Qui poursuit: «L’image de la femme chez Chagall est réellement une figure picturale. Même si, au début, elle emprunte au visage de Bella – brune, teint clair, toujours habillée de blanc ou de noir.»

«Chez Chagall, la femme est un être qui a des ailes, une figure qui flotte, qui vole. Les nus sont toujours ‘nuageux’, même quand ils sont réellement dessinés comme tels! Ces nus sont toujours non identifiables, non personnalisables. La femme devient une figure picturale, qui porte tout entière le sens qu’il lui donne: c’est un être essentiellement d’espérance et de promesse.»

Retrouver l’unité originelle

Alors que la figure féminine est incontestablement très érotisée chez Picasso – et le mâle bien armé, qu’on pense à la figure du Minotaure – la nudité chez Chagall ne semble en effet avoir qu’un rapport très lointain avec la sexualité.

Une nudité féminine sage, éthérée, que côtoient les personnages masculins dans un sentiment qui semble relever davantage de la communion, de l’apaisement, que du désir.

Sylvie Forestier souligne deux types de représentation féminine chez Chagall: «Soit la femme apparaît accompagnée d’un personnage, qui est en général un autoportrait du peintre. Soit elle apparaît dans l’unité de l’androgyne originel… insérée, unie circulairement à l’homme. Une sorte d’union parfaite, c’est-à-dire, ce que le mariage représente chez Chagall.»

Et que traduit donc, en termes philosophiques, cette vision idéaliste des choses? «Il ne faut pas oublier que la culture de Chagall est une culture judéo-slave. Et que la représentation de la figure humaine était un interdit dans la religion juive», répond Sylvie Forestier.

Avant d’ajouter: «Chagall a, je crois, la conception philosophique de cette culture-là. L’être est destiné à être un. La disparité homme-femme, sexuellement marquée, doit disparaître dans l’union, dans l’amour, et retrouver l’identité originelle, du couple originel – c’est-à-dire Eve tirée de la côte d’Adam.

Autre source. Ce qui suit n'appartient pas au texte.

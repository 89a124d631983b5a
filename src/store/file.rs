// zeedas-rs: Provider-unified review workflow and deployment engine
//
// SPDX-FileCopyrightText: 2026 Romeo Ahmed
// SPDX-License-Identifier: GPL-3.0-or-later

//! Single-document JSON store.
//!
//! ```text
//! open(path) --> read whole document (missing file = empty)
//!     |
//!     v
//! Mutex<Document> --mutate--> serialize --> NamedTempFile --> persist (rename)
//! ```

use async_trait::async_trait;
use serde::{Deserialize, Serialize};
use std::collections::BTreeMap;
use std::io::Write;
use std::path::{Path, PathBuf};
use tokio::sync::Mutex;
use tracing::debug;

use super::{CredentialStore, ReviewStore};
use crate::error::StoreError;
use crate::model::{AppCredential, ReviewRecord};

#[derive(Debug, Default, Clone, Serialize, Deserialize)]
struct Document {
    #[serde(default)]
    credentials: BTreeMap<String, AppCredential>,
    #[serde(default)]
    reviews: Vec<ReviewRecord>,
}

/// Credential and review store persisted to one JSON file.
///
/// Every mutation rewrites the document through a temporary file in the
/// same directory, so readers never observe a torn write.
#[derive(Debug)]
pub struct JsonFileStore {
    path: PathBuf,
    document: Mutex<Document>,
}

fn io_error(path: &Path, source: std::io::Error) -> StoreError {
    StoreError::Io {
        path: path.display().to_string(),
        source,
    }
}

impl JsonFileStore {
    /// Open the store at `path`, loading existing contents if present.
    ///
    /// # Errors
    ///
    /// Returns an error if the file exists but cannot be read or parsed.
    pub async fn open(path: impl Into<PathBuf>) -> Result<Self, StoreError> {
        let path = path.into();
        let document = match tokio::fs::read(&path).await {
            Ok(bytes) if bytes.is_empty() => Document::default(),
            Ok(bytes) => serde_json::from_slice(&bytes)?,
            Err(e) if e.kind() == std::io::ErrorKind::NotFound => Document::default(),
            Err(e) => return Err(io_error(&path, e)),
        };
        debug!(
            path = %path.display(),
            apps = document.credentials.len(),
            reviews = document.reviews.len(),
            "opened store"
        );
        Ok(Self {
            path,
            document: Mutex::new(document),
        })
    }

    #[must_use]
    pub fn path(&self) -> &Path {
        &self.path
    }

    async fn persist(&self, document: &Document) -> Result<(), StoreError> {
        let bytes = serde_json::to_vec_pretty(document)?;
        let path = self.path.clone();
        tokio::task::spawn_blocking(move || write_atomic(&path, &bytes))
            .await
            .map_err(|e| StoreError::Task(e.to_string()))?
    }
}

fn write_atomic(path: &Path, bytes: &[u8]) -> Result<(), StoreError> {
    let dir = match path.parent() {
        Some(parent) if !parent.as_os_str().is_empty() => parent,
        _ => Path::new("."),
    };
    std::fs::create_dir_all(dir).map_err(|e| io_error(dir, e))?;

    let mut tmp = tempfile::NamedTempFile::new_in(dir).map_err(|e| io_error(dir, e))?;
    tmp.write_all(bytes).map_err(|e| io_error(tmp.path(), e))?;
    tmp.as_file()
        .sync_all()
        .map_err(|e| io_error(tmp.path(), e))?;
    tmp.persist(path).map_err(|e| io_error(path, e.error))?;
    Ok(())
}

#[async_trait]
impl CredentialStore for JsonFileStore {
    async fn find_by_app(&self, app: &str) -> Result<Option<AppCredential>, StoreError> {
        Ok(self.document.lock().await.credentials.get(app).cloned())
    }

    async fn save(&self, record: &AppCredential) -> Result<(), StoreError> {
        if !record.bindings_valid() {
            return Err(StoreError::Validation(format!(
                "app '{}' has malformed repository bindings",
                record.app
            )));
        }
        let mut document = self.document.lock().await;
        let mut next = document.clone();
        next.credentials.insert(record.app.clone(), record.clone());
        self.persist(&next).await?;
        *document = next;
        Ok(())
    }
}

#[async_trait]
impl ReviewStore for JsonFileStore {
    async fn find(&self, app: &str, module: &str) -> Result<Option<ReviewRecord>, StoreError> {
        Ok(self
            .document
            .lock()
            .await
            .reviews
            .iter()
            .find(|r| r.app == app && r.module == module)
            .cloned())
    }

    async fn save(&self, record: &ReviewRecord) -> Result<(), StoreError> {
        let mut document = self.document.lock().await;
        let mut next = document.clone();
        match next
            .reviews
            .iter_mut()
            .find(|r| r.app == record.app && r.module == record.module)
        {
            Some(existing) => *existing = record.clone(),
            None => next.reviews.push(record.clone()),
        }
        self.persist(&next).await?;
        *document = next;
        Ok(())
    }

    async fn delete(&self, app: &str, module: &str) -> Result<(), StoreError> {
        let mut document = self.document.lock().await;
        if !document
            .reviews
            .iter()
            .any(|r| r.app == app && r.module == module)
        {
            return Ok(());
        }
        let mut next = document.clone();
        next.reviews.retain(|r| !(r.app == app && r.module == module));
        self.persist(&next).await?;
        *document = next;
        Ok(())
    }
}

Eve et Adam sont ‘uns’. La finalité est le ‘un premier’ et le ‘un final’, si j’ose dire!»

swissinfo, Bernard Léchot à Genève

Le 20ème Salon international du livre et de la presse de Genève a lieu du 27 avril au 1er mai.
Il se tient à Geneva Palexpo, ainsi que plusieurs salons parallèles: Europ’Art, le Salon de la musique et le Salon de l’étudiant SwissUp.
Hôtes d’honneur: l’Algérie et la Franche-Comté.
Parmi les autres expositions: «100 ans de Robert Hainard, 100 ans de nature à Genève», «Ramuz cinéma», «Swiss Press Photo 2005», «Suisse romande: terre du livre», «La BD, une histoire belge».

Marc Chagall, de son vrai nom Moishe Zakharovich Shagalov, naît en 1887 à Vitebsk, en Biélorussie (qui appartient alors à la Russie tsariste).

Aîné d’une famille de 9 enfants, il commence à travailler dans des ateliers à la fin de ses études. En 1910 il part étudier à Paris grâce à une bourse, et expose ses travaux pour la première fois en 1914. Il retourne ensuite en Russie à cause de la guerre.

Il retourne en 1922 à Berlin, puis à Paris. Ses œuvres sont connues aux États-Unis, où des expositions sont organisées. En 1935 il prend la nationalité française pour fuir l’antisémitisme de l’Europe centrale. En 1941, devant l’avancée allemande il part pour l’Amérique. Sa femme, Bella, meurt en 1944.

Après la guerre les œuvres de Chagall sont à nouveau exposées en Europe. Il retraverse l’Atlantique en 1948, pour s’installer à Vence, en France. Il se remarie en 1952 avec Valentina Brodsky.

En 1973 à lieu l’inauguration du ‘Musée national Message Biblique Marc Chagall’ à Nice, pour son 86e anniversaire. Il finit sa vie à Saint-Paul de Vence, reconnu dans le monde entier. Il y meurt en 1985.